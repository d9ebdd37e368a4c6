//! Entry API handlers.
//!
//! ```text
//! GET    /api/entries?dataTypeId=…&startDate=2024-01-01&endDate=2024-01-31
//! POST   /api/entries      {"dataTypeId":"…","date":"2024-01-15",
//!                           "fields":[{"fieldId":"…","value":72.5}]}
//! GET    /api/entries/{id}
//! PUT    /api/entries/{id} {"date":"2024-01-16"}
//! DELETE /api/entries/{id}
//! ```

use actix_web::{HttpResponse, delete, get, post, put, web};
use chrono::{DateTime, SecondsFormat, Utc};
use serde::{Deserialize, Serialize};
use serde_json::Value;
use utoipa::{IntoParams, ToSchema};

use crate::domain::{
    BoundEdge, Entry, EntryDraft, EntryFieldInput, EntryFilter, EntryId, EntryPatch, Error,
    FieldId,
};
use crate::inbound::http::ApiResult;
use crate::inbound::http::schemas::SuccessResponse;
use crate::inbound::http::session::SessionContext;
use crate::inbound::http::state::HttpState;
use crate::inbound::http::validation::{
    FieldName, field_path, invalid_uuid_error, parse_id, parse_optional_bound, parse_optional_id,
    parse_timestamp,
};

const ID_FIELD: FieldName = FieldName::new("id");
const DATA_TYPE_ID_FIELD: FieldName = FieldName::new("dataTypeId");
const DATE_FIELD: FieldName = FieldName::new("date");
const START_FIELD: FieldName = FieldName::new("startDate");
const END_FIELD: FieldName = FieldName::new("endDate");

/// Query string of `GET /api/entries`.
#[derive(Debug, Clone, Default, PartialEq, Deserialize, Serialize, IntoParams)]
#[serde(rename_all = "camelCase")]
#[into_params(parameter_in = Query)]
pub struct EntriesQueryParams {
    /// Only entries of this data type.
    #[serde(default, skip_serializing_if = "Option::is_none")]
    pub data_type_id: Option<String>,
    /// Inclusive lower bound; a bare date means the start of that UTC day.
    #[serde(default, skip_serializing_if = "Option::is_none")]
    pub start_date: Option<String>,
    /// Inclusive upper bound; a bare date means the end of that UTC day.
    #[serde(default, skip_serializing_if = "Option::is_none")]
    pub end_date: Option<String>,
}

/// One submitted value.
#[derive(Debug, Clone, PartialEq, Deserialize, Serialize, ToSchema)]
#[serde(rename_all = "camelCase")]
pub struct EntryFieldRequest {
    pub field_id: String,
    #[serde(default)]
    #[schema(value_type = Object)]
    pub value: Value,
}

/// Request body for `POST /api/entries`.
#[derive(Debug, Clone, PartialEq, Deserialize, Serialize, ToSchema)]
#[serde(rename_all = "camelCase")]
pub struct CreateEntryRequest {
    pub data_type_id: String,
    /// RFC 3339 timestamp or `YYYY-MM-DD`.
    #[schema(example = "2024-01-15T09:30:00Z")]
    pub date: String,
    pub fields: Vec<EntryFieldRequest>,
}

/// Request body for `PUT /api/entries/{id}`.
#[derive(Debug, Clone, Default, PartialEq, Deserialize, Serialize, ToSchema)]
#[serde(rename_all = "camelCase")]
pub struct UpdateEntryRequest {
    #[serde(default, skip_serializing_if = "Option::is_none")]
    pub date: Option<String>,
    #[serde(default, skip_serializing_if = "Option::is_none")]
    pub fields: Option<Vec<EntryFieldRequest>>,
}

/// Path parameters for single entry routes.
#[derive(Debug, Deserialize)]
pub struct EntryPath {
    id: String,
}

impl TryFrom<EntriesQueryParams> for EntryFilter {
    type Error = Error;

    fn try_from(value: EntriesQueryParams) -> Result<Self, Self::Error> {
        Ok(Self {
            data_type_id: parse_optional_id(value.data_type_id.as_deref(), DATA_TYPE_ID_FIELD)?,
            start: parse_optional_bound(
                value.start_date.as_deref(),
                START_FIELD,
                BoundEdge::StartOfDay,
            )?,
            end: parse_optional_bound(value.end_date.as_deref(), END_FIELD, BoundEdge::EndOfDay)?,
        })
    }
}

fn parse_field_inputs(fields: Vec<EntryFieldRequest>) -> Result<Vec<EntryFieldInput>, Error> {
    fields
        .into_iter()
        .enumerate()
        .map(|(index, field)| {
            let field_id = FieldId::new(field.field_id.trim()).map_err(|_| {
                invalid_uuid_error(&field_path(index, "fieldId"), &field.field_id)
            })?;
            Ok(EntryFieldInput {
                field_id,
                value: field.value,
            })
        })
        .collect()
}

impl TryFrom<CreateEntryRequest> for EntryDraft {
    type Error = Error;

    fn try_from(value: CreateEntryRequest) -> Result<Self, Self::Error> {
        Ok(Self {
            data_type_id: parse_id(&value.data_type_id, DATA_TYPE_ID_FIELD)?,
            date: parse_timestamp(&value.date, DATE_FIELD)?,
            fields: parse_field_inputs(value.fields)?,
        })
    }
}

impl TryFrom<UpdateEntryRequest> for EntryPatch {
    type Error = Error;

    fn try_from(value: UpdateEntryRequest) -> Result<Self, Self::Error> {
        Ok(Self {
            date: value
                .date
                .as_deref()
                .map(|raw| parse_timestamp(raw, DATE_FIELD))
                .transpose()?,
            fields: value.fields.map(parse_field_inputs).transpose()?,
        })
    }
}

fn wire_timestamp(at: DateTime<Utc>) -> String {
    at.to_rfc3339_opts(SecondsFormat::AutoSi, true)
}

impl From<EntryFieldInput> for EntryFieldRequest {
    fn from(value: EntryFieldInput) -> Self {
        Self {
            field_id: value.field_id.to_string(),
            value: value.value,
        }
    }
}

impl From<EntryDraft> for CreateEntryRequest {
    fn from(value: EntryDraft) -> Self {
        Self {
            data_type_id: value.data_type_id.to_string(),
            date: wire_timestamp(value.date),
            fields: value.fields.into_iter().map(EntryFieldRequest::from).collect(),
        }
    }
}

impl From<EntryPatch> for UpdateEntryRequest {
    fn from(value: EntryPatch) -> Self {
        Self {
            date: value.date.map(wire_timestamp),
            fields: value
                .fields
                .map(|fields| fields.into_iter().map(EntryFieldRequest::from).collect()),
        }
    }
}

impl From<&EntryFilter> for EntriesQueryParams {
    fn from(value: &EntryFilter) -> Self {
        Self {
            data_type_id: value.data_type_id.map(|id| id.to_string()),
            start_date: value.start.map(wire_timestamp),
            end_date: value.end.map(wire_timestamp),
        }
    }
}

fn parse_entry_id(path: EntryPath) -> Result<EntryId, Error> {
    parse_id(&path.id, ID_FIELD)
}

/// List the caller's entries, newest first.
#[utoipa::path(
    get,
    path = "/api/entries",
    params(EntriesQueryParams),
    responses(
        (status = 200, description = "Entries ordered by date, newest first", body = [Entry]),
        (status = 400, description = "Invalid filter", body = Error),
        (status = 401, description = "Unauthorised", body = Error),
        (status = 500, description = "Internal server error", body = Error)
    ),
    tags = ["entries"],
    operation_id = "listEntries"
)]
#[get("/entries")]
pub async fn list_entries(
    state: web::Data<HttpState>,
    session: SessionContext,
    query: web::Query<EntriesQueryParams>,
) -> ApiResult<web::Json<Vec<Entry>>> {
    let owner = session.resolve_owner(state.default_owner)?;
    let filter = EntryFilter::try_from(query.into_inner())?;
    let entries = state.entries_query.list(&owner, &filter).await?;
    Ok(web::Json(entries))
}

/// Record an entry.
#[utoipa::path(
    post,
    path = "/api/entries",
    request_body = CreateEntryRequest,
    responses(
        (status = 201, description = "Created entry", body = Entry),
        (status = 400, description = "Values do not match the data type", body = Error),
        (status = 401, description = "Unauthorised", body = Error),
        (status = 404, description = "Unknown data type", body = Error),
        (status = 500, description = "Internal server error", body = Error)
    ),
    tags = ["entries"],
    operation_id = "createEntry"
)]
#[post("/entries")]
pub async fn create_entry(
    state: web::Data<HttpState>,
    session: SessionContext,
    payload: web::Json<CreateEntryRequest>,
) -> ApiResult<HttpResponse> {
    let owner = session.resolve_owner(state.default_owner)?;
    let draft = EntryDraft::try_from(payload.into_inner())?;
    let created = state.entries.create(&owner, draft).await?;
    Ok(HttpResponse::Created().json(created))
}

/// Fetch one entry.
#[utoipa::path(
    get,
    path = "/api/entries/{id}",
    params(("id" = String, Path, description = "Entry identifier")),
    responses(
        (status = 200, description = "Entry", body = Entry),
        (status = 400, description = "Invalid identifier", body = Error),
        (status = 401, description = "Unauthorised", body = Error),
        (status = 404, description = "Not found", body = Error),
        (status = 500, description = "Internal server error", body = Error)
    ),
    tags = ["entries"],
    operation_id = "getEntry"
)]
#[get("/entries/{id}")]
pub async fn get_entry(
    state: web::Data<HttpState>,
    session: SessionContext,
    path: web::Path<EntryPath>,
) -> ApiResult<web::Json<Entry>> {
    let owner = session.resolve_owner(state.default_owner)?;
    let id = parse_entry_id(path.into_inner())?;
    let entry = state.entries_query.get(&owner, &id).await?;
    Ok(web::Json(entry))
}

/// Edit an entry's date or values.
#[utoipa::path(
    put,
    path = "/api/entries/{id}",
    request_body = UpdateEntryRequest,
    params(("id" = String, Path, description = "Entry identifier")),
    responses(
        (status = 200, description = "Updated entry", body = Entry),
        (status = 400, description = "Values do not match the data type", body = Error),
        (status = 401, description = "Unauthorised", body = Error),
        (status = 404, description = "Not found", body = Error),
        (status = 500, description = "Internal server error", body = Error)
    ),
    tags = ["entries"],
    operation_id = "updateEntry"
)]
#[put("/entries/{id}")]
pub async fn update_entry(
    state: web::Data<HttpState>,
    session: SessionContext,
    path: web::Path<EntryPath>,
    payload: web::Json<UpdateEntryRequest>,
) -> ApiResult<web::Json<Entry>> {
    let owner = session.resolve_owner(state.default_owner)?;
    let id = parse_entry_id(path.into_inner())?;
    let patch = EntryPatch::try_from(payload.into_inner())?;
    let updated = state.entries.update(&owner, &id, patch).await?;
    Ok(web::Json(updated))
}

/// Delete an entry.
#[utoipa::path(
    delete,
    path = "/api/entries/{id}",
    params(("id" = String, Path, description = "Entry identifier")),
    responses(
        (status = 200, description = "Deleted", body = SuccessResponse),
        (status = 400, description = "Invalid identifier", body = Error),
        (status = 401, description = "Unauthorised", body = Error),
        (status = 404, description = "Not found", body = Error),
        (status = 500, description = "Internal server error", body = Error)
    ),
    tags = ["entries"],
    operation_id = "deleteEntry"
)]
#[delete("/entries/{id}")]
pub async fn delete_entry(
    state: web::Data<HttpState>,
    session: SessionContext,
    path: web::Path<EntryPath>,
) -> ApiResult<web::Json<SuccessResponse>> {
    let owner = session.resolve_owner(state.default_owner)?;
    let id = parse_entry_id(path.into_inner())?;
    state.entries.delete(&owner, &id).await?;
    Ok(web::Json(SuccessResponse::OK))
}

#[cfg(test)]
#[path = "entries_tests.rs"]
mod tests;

==

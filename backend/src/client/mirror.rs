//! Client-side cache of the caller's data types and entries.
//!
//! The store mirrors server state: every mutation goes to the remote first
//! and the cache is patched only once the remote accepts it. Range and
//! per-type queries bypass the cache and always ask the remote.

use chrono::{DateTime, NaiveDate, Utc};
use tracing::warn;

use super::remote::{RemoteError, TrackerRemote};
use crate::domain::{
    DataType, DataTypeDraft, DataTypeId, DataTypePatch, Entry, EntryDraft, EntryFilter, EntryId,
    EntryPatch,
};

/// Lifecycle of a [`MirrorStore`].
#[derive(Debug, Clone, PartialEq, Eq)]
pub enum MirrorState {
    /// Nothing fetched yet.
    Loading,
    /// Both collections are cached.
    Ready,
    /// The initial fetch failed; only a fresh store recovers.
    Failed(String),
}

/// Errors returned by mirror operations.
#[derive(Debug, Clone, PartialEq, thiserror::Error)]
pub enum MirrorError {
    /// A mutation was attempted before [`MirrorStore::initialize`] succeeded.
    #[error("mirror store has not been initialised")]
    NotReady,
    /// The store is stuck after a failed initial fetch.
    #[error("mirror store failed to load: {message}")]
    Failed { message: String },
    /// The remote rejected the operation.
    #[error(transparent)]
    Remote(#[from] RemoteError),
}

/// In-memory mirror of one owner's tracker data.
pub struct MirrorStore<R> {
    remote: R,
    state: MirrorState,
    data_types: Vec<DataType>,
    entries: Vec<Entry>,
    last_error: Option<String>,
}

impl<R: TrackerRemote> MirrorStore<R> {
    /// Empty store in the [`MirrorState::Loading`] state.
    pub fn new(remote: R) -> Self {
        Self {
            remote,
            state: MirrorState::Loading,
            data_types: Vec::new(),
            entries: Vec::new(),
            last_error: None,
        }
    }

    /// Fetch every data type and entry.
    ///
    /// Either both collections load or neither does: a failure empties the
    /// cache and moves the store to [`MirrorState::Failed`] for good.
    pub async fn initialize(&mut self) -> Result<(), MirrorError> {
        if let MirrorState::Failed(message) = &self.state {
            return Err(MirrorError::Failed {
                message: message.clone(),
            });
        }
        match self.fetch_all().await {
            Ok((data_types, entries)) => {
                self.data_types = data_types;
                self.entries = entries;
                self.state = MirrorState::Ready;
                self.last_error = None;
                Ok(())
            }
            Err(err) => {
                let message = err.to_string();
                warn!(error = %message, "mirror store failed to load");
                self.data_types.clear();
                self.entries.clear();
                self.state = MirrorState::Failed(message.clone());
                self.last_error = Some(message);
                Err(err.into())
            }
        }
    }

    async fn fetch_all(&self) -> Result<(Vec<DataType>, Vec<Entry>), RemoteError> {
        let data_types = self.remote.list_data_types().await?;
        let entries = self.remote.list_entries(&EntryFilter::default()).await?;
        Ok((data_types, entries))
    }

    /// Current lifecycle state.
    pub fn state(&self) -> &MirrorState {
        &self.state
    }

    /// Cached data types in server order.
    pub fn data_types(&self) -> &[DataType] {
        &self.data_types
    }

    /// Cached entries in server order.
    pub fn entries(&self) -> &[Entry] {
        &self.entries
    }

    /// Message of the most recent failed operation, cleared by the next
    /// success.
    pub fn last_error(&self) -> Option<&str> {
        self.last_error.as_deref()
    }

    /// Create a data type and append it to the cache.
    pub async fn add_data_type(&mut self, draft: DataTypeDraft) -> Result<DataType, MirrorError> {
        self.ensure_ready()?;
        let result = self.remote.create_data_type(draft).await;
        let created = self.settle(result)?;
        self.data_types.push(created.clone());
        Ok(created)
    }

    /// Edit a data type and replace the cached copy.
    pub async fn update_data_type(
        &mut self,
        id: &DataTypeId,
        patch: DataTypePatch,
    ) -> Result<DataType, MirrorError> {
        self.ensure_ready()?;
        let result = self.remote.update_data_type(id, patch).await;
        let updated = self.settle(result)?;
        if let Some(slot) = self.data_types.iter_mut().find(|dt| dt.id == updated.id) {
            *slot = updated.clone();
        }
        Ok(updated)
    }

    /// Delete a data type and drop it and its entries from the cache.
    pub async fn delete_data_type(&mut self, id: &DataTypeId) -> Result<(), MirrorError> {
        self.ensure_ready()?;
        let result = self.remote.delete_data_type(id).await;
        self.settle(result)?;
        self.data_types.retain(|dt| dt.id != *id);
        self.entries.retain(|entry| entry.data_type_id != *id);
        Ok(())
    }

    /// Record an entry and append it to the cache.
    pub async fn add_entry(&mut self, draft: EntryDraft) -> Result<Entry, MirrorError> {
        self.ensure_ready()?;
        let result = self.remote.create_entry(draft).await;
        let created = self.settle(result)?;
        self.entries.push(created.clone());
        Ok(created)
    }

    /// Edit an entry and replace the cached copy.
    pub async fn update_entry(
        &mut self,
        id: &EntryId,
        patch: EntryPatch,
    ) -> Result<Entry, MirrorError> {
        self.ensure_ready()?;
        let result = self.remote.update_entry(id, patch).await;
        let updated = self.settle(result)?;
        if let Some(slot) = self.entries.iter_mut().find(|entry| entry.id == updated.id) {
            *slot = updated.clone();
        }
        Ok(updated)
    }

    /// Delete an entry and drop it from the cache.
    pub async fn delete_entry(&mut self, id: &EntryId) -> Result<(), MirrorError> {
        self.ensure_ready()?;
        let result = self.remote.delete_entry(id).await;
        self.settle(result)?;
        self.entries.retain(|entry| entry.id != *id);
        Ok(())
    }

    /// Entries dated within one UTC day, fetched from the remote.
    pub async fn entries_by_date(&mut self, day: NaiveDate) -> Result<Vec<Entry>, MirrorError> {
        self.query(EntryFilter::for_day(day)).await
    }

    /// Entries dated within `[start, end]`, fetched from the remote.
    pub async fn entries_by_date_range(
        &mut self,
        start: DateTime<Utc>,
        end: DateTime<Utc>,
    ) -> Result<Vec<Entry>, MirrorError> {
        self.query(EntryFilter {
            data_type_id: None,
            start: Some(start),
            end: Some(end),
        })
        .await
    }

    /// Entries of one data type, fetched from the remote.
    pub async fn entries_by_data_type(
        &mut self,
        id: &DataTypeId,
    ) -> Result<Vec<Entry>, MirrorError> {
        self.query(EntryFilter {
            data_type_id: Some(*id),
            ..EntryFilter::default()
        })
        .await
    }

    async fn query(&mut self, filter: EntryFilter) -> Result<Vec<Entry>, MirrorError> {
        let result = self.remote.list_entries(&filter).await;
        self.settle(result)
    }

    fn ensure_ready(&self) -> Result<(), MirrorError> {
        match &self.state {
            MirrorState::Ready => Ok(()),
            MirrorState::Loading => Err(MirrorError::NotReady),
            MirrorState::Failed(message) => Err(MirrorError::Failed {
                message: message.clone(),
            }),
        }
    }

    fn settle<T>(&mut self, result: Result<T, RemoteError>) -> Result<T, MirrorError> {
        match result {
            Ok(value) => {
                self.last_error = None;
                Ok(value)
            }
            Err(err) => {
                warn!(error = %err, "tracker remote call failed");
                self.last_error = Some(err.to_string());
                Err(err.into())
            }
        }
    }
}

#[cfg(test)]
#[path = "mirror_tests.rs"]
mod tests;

(Your goal): Send back exactly the lines of the listing above starting at the one with "repository d9ebdd37e368a4c6" and ending at the one with "use crate::inbound::http::ApiResult;", inclusive, and no others.

(Written answer):
repository d9ebdd37e368a4c6
//! Entry API handlers.
//!
//! ```text
//! GET    /api/entries?dataTypeId=…&startDate=2024-01-01&endDate=2024-01-31
//! POST   /api/entries      {"dataTypeId":"…","date":"2024-01-15",
//!                           "fields":[{"fieldId":"…","value":72.5}]}
//! GET    /api/entries/{id}
//! PUT    /api/entries/{id} {"date":"2024-01-16"}
//! DELETE /api/entries/{id}
//! ```

use actix_web::{HttpResponse, delete, get, post, put, web};
use chrono::{DateTime, SecondsFormat, Utc};
use serde::{Deserialize, Serialize};
use serde_json::Value;
use utoipa::{IntoParams, ToSchema};

use crate::domain::{
    BoundEdge, Entry, EntryDraft, EntryFieldInput, EntryFilter, EntryId, EntryPatch, Error,
    FieldId,
};
use crate::inbound::http::ApiResult;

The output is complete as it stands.